- Aim of the exercise
Write the records out again, unchanged.

(Extracted records)
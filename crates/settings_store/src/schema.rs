use flow_api::{FlowSettings, SettingsUpdate};
use serde::{Deserialize, Serialize};

pub const DEFAULT_AI_NAME: &str = "Assistant";

/// Settings as persisted on disk. Missing fields take their defaults, so an
/// older or hand-edited file still loads.
#[derive(Debug, Clone, PartialEq, Eq, Serialize, Deserialize)]
#[serde(default)]
pub struct StoredSettings {
    pub base_url: String,
    pub api_key: String,
    pub flow_id: String,
    /// Display name of the assistant in the transcript.
    pub ai_name: String,
}

impl Default for StoredSettings {
    fn default() -> Self {
        Self {
            base_url: flow_api::config::DEFAULT_BASE_URL.to_owned(),
            api_key: String::new(),
            flow_id: String::new(),
            ai_name: DEFAULT_AI_NAME.to_owned(),
        }
    }
}

impl StoredSettings {
    #[must_use]
    pub fn to_flow_settings(&self) -> FlowSettings {
        FlowSettings::new(self.base_url.clone(), self.flow_id.clone())
            .with_api_key(self.api_key.clone())
    }

    pub fn apply(&mut self, patch: &SettingsPatch) {
        if let Some(base_url) = &patch.base_url {
            self.base_url = base_url.trim().to_owned();
        }
        if let Some(api_key) = &patch.api_key {
            self.api_key = api_key.trim().to_owned();
        }
        if let Some(flow_id) = &patch.flow_id {
            self.flow_id = flow_id.trim().to_owned();
        }
        if let Some(ai_name) = &patch.ai_name {
            let ai_name = ai_name.trim();
            self.ai_name = if ai_name.is_empty() {
                DEFAULT_AI_NAME.to_owned()
            } else {
                ai_name.to_owned()
            };
        }
    }

    /// Display name, falling back to the default when blank.
    #[must_use]
    pub fn display_name(&self) -> &str {
        let name = self.ai_name.trim();
        if name.is_empty() {
            DEFAULT_AI_NAME
        } else {
            name
        }
    }
}

/// Fields to change; `None` keeps the stored value.
#[derive(Debug, Clone, Default, PartialEq, Eq)]
pub struct SettingsPatch {
    pub base_url: Option<String>,
    pub api_key: Option<String>,
    pub flow_id: Option<String>,
    pub ai_name: Option<String>,
}

impl SettingsPatch {
    #[must_use]
    pub fn is_empty(&self) -> bool {
        self.base_url.is_none()
            && self.api_key.is_none()
            && self.flow_id.is_none()
            && self.ai_name.is_none()
    }

    /// The connection part of the patch, for a live client.
    #[must_use]
    pub fn flow_update(&self) -> SettingsUpdate {
        SettingsUpdate {
            base_url: self.base_url.clone(),
            api_key: self.api_key.clone(),
            flow_id: self.flow_id.clone(),
        }
    }
}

- Exercise response
filename crates/settings_store/src/schema.rs
use flow_api::{FlowSettings, SettingsUpdate};
use serde::{Deserialize, Serialize};

pub const DEFAULT_AI_NAME: &str = "Assistant";

/// Settings as persisted on disk. Missing fields take their defaults, so an
/// older or hand-edited file still loads.
#[derive(Debug, Clone, PartialEq, Eq, Serialize, Deserialize)]
#[serde(default)]
pub struct StoredSettings {
    pub base_url: String,
    pub api_key: String,
    pub flow_id: String,
    /// Display name of the assistant in the transcript.
    pub ai_name: String,
}

impl Default for StoredSettings {
    fn default() -> Self {
        Self {
            base_url: flow_api::config::DEFAULT_BASE_URL.to_owned(),
            api_key: String::new(),
            flow_id: String::new(),
            ai_name: DEFAULT_AI_NAME.to_owned(),
        }
    }
}

impl StoredSettings {
    #[must_use]
    pub fn to_flow_settings(&self) -> FlowSettings {
        FlowSettings::new(self.base_url.clone(), self.flow_id.clone())
            .with_api_key(self.api_key.clone())
    }

    pub fn apply(&mut self, patch: &SettingsPatch) {
        if let Some(base_url) = &patch.base_url {
            self.base_url = base_url.trim().to_owned();
        }
        if let Some(api_key) = &patch.api_key {
            self.api_key = api_key.trim().to_owned();
        }
        if let Some(flow_id) = &patch.flow_id {
            self.flow_id = flow_id.trim().to_owned();
        }
        if let Some(ai_name) = &patch.ai_name {
            let ai_name = ai_name.trim();
            self.ai_name = if ai_name.is_empty() {
                DEFAULT_AI_NAME.to_owned()
            } else {
                ai_name.to_owned()
            };
        }
    }

    /// Display name, falling back to the default when blank.
    #[must_use]
    pub fn display_name(&self) -> &str {
        let name = self.ai_name.trim();
        if name.is_empty() {
            DEFAULT_AI_NAME
        } else {
            name
        }
    }
}

/// Fields to change; `None` keeps the stored value.
#[derive(Debug, Clone, Default, PartialEq, Eq)]
pub struct SettingsPatch {
    pub base_url: Option<String>,
    pub api_key: Option<String>,
    pub flow_id: Option<String>,
    pub ai_name: Option<String>,
}

impl SettingsPatch {
    #[must_use]
    pub fn is_empty(&self) -> bool {
        self.base_url.is_none()
            && self.api_key.is_none()
            && self.flow_id.is_none()
            && self.ai_name.is_none()
    }

    /// The connection part of the patch, for a live client.
    #[must_use]
    pub fn flow_update(&self) -> SettingsUpdate {
        SettingsUpdate {
            base_url: self.base_url.clone(),
            api_key: self.api_key.clone(),
            flow_id: self.flow_id.clone(),
        }
    }
}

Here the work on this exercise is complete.